Fundador da JR Diesel, considerada uma das maiores empresas da América Latina em reciclagem e desmontagem de veículos, Rufino diz que está faturando mais hoje do que antes da pandemia.

“Decidiram que só funcionariam empresas consideradas essenciais. Como assim? Todos somos essenciais. O cara que traz a comida é do caminhão, eu vendo peça para caminhão”, afirmou.

No canto direito, Geraldo Rufino usa uma camisa polo amarela e olha para o horizonte; acima de sua cabeça está um letreiro com a frase 'pense positivo'
Geraldo Rufino, fundador da JR Diesel, a maior empresa da América Latina em reciclagem e desmontagem de veículos - Karime Xavier/Folhapress

Ele conta que nos meses mais críticos chegou ter apenas 20% do faturamento normal, que fica na casa de R$ 20 milhões por ano. “As pessoas ficaram olhando para o estrume, mas precisa olhar para o cavalo", diz.

Rufino conta que as lojas de caminhão usado, por exemplo, estavam, como ele define, "um fracasso". Mas o vírus mudou o cenário. "Veio a pandemia, as montadoras pararam e movimentou todo o mercado de usados", afirma. "O mercado era maçante para quem mexia com peça usada e, quando tudo parou, ativou este mercado, que é gigante.”

Essa mania de ver o copo mais cheio do que vazio é uma constante em sua vida, diz o empresário, e fez com que ele chegasse onde chegou. Rufino conta que, negro e pobre, poderia ter escolhido o caminho que muitos outros seguem nas periferias brasileiras.

Perdeu a mãe ainda criança, com 7 anos. Seis meses depois, entendeu que teria de ir a luta pelo próprio esforço. Arrumou o primeiro emprego. Ou, como costuma falar, empreendeu pela primeira vez. O local foi uma carvoaria.

“Queria ser útil. Ficava 8h por dia ensacando carvão e ganhava meio salário mínimo. Aí resolvi ir catar latinha no aterro no tempo que sobrava. Fazia meu depósito pequeno para vender para o maior.”

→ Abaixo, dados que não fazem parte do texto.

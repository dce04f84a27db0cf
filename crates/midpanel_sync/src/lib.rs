//! # midpanel sync
//!
//! Rebuilds the local account mirror from the authoritative upstream list.
//!
//! A reconciliation pass is fetch-then-swap: the full upstream list is
//! fetched first, staged into new mirror rows, and only then swapped in.
//! An upstream failure therefore aborts the pass with the mirror exactly
//! as it was. Reseller ownership survives rebuilds through the assignment
//! mapping, which the engine both consumes and re-persists on every pass.

#![deny(unsafe_code)]
#![warn(missing_docs)]

mod config;
mod engine;
mod error;

pub use config::EngineConfig;
pub use engine::{ReconcileEngine, ReconcileReport};
pub use error::{ReconcileError, ReconcileResult};
//! # midpanel core
//!
//! Shared domain vocabulary for the midpanel workspace: identifiers,
//! subscriber account records, reseller access control, money, and the
//! normalization helpers every other crate builds on.
//!
//! The crates above this one follow a strict split:
//!
//! - `midpanel_store` persists mirrors, assignments, and journals
//! - `midpanel_ledger` owns the financial journal and balance math
//! - `midpanel_upstream` talks to the middleware replicas
//! - `midpanel_coordinator` applies writes across replicas
//! - `midpanel_sync` rebuilds the local mirror from upstream
//!
//! This crate has no I/O and no locking; it is safe to use from any of them.

#![deny(unsafe_code)]
#![warn(missing_docs)]

mod access;
mod account;
mod error;
mod id;
mod money;
mod phone;
mod reseller;
mod time;

pub use access::{Actor, Capabilities, Role, Scope};
pub use account::{Account, AccountPatch, NewAccount};
pub use error::{CoreError, CoreResult};
pub use id::{DeviceId, EventId, PaymentId, PlanRef, ResellerId};
pub use money::Currency;
pub use phone::normalize_phone;
pub use reseller::Reseller;
pub use time::now_millis;

/// Crate version, surfaced by the CLI.
pub const VERSION: &str = env!("CARGO_PKG_VERSION");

Rufino afirma que foi nessa época que quebrou pela primeira vez, aos 11 anos. “Enterrava o dinheiro que ganhava, mas o dinheiro sumiu", diz. Mas desde aquele momento, aprendeu a dar a volta por cima. "Quebrar nunca me incomodou: você só fica sem o dinheiro, mas fica com os valores", afirma. "Com 13 anos voltei a empreender no CNPJ de outro, arrumei um trabalho como office boy no Playcenter.”

Foram 30 anos na empresa de parque de diversões, onde ele chegou ao cargo de diretor com um alto salário. Paralelamente, seguiu empreendendo junto com os irmãos.

O negócio de peças começou depois de mais uma quebra. Eles tinham uma transportadora com seis caminhões. Para que os veículos funcionasse nos dias frios, era preciso fazer com que pegassem “no tranco”, ou seja, em movimento.

A empresa ficava no alto de uma rua, e a descida era usada para ligar os motores. Um dia, o primeiro caminhão da fila travou, o que provocou um engavetamento.

Os caminhões não tinham seguro. Para pagar o financiamento dos veículos, Rufino resolveu desmontar e vender as peças. A empresa de peças que ele comanda hoje ocupa um galpão com 12 mil metros quadrados em Osasco.

“Nunca senti discriminação", afirma. "Minha mãe dizia que ser negro é privilégio e cresci vendo assim." Segundo ele, tudo é questão de ponto de vista. "O problema é o jeito que somos formados. Ficam dizendo que somos descendentes de escravos, mas os reis são negros na África”, diz ele.

Rufino conta que interpreta os olhares das pessoas como uma curiosidade, não um preconceito. “As pessoas vão te olhar? Claro. Vão dizer que você é gorda, que você é sardento - sempre vai ter um motivo para rotular.”

O que faz a diferença, afirma, é como se interpreta isso.

“O problema é o jeito que você vê. A polícia vai me parar, mas a reação vai mudar dependendo da minha energia ao sair do carro", diz. "Quando eu entro em uma joalheria, e o segurança me olha, eu nunca falo: ‘Tá olhando o que?’ O que tem olhar?"

E define sua postura: "Eu aprendi muito cedo que o jeito de combater isso é entender que é uma fraqueza humana. E tanto é assim que, quando você passa a ter dinheiro, as pessoas te abraçam, te engolem.”